L’éducation civique passe aussi par la découverte concrète de la vie institutionnelle et politique. Le Président Hollande a insisté sur l’importance des lieux de la démocratie, comme la mairie ou l’Assemblée nationale, encourageant les étudiants à les visiter, à les découvrir et à s’exercer aux activités démocratiques comme lors des dépouillements de vote, afin de comprendre leur fonctionnement. Il maintient alors : « Ce sont vos lieux, ils vous appartiennent, la démocratie est à vous. »
Ces dernières décennies, l’abstention des citoyens de moins de 30 ans est devenue un enjeu majeur pour l’avenir de la démocratie représentative, s'inscrivant comme un phénomène générationnel. Ce second sujet a pris une place centrale dans la conférence, avec des échanges portant sur le vote obligatoire, le vote blanc, le vote à 16 ans, et le vote électronique. François Hollande a ainsi évoqué ses souvenirs en tant que maire, où les habitants s’habillaient spécialement pour l’occasion, le dimanche, pour se rendre à l’isoloir, un lieu exclu de l’influence et des pressions sociales, une démarche civique et démocratique que ne permettent pas le vote électronique chez soi ou sur son lieu de travail. La discussion incluait également la montée de mouvements sociaux contestataires au détriment du vote et la défiance croissante des citoyens envers les acteurs politiques via les réseaux sociaux. Le Président Hollande a alors rappelé un principe essentiel : « La démocratie, c’est la contradiction. Si vous ne parlez qu’à des gens qui pensent comme vous, vous n’avancerez pas. ». Le vote des jeunes devrait s’inscrire dans un projet politique à long terme, plutôt que de considérer les confrontations de points de vue et les « likes » sur les réseaux sociaux.
Les étudiants ont fait part de leur critique sur l’hypocrisie de certains acteurs politiques, les scandales qui entachent leur fonction et les institutions, ou encore l’incapacité des représentants à appliquer de nombreuses promesses politiques. Sur l’immobilité des politiques publiques, le Président Hollande a évoqué son souvenir du choc du 21 avril 2002, lorsque Lionel Jospin a été devancé par Jean-Marie Le Pen, rappelant que, si les avancées peuvent être difficiles, le vote reste déterminant. Reste à la responsabilité des élus à se montrer exemplaires, un impératif que la Haute Autorité pour la transparence, créée sous son mandat, vise à garantir.
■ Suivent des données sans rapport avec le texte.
/// Resolves a send request against a staging directory.
///
/// CDN directives need `cdn_base`. A file fetched from the CDN lands in the
/// request's own directory; other path-based files are looked up there and
/// then in the staging root.
///
/// # Errors
///
/// Returns [`Error::Validation`] for a missing sender or recipient, malformed
/// directives, or a CDN directive without a CDN base URL.
pub fn compose(
    request: &SendRequest,
    staging: &StagingDir,
    cdn_base: Option<&str>,
) -> Result<Composition> {
    let from = required(request.from.as_deref(), "from")?;
    let to = required(request.to.as_deref(), "to")?;
    let sender = match request.from_name.as_deref().filter(|name| !name.is_empty()) {
        Some(name) => format!("\"{name}\" <{from}>"),
        None => format!("<{from}>"),
    };
    let body = match non_empty(request.html.as_ref()) {
        Some(html) => MailBody::Html(html),
        None => MailBody::Text(request.text.clone().unwrap_or_default()),
    };

    let mut attachments = Vec::new();
    let mut cdn_fetches = Vec::new();
    let mut fetched = HashSet::new();
    for directive in parse_directives(request.attachments.as_ref())? {
        let path = if directive.use_cdn {
            staging.file_path(&directive.filename)?
        } else {
            staging.resolve(&directive.filename)?
        };

        if directive.use_cdn && fetched.insert(path.clone()) {
            let base = cdn_base.ok_or_else(|| {
                Error::Validation(format!(
                    "'{}' is to be fetched from the CDN but no CDN is configured",
                    directive.filename
                ))
            })?;
            cdn_fetches.push(CdnFetch {
                url: format!("{base}/{}", directive.filename),
                path: path.clone(),
            });
        }

        let source = if directive.embedded_image {
            AttachmentSource::Embedded {
                path,
                cid: directive.filename.clone(),
            }
        } else if let Some(content) = non_empty(directive.base64_content.as_ref()) {
            AttachmentSource::Base64(content)
        } else {
            AttachmentSource::File { path }
        };
        attachments.push(AttachmentSpec {
            filename: directive
                .display_file_name
                .filter(|name| !name.is_empty())
                .unwrap_or(directive.filename),
            source,
        });
    }

    let domain = bare_address(from)
        .rsplit_once('@')
        .map(|(_, domain)| domain.to_string())
        .unwrap_or_default();

    Ok(Composition {
        spec: SendSpec {
            from: sender,
            to: to.to_string(),
            cc: non_empty(request.cc.as_ref()),
            bcc: non_empty(request.bcc.as_ref()),
            subject: request.subject.clone().unwrap_or_default(),
            body,
            attachments,
            message_id: generate_message_id(&domain),
        },
        cdn_fetches,
    })
}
Les dernières interventions de la salle ont mis en lumière des tensions qui reflètent les grands débats traversant notre société : pourquoi les jeunes estiment-ils que manifester et contester ont plus d'impact que de s'engager en politique ? La perte de confiance envers les représentants nécessite-t-elle une réforme de la démocratie pour la rendre plus participative ? A ces questions, le Président Hollande se montre particulièrement sensible au dialogue social. « Il doit aussi y avoir des formules de démocratie participative mais il faut rester dans la démocratie représentative » dit-il. Si les grands mouvements comme le mariage pour tous ont marqué son quinquennat, ou par le passé la lutte du Larzac sous celui de François Mitterrand, ce sont, selon lui, les victoires politiques et l’accès aux fonctions de gouvernement qui conditionnent la réussite d’avancées politiques majeures. Si une leçon est à retenir de cette conférence, c’est bien l’importance du dialogue et la transmission entre les générations, car les avancées démocratiques ne se construisent qu’à partir de leur héritage.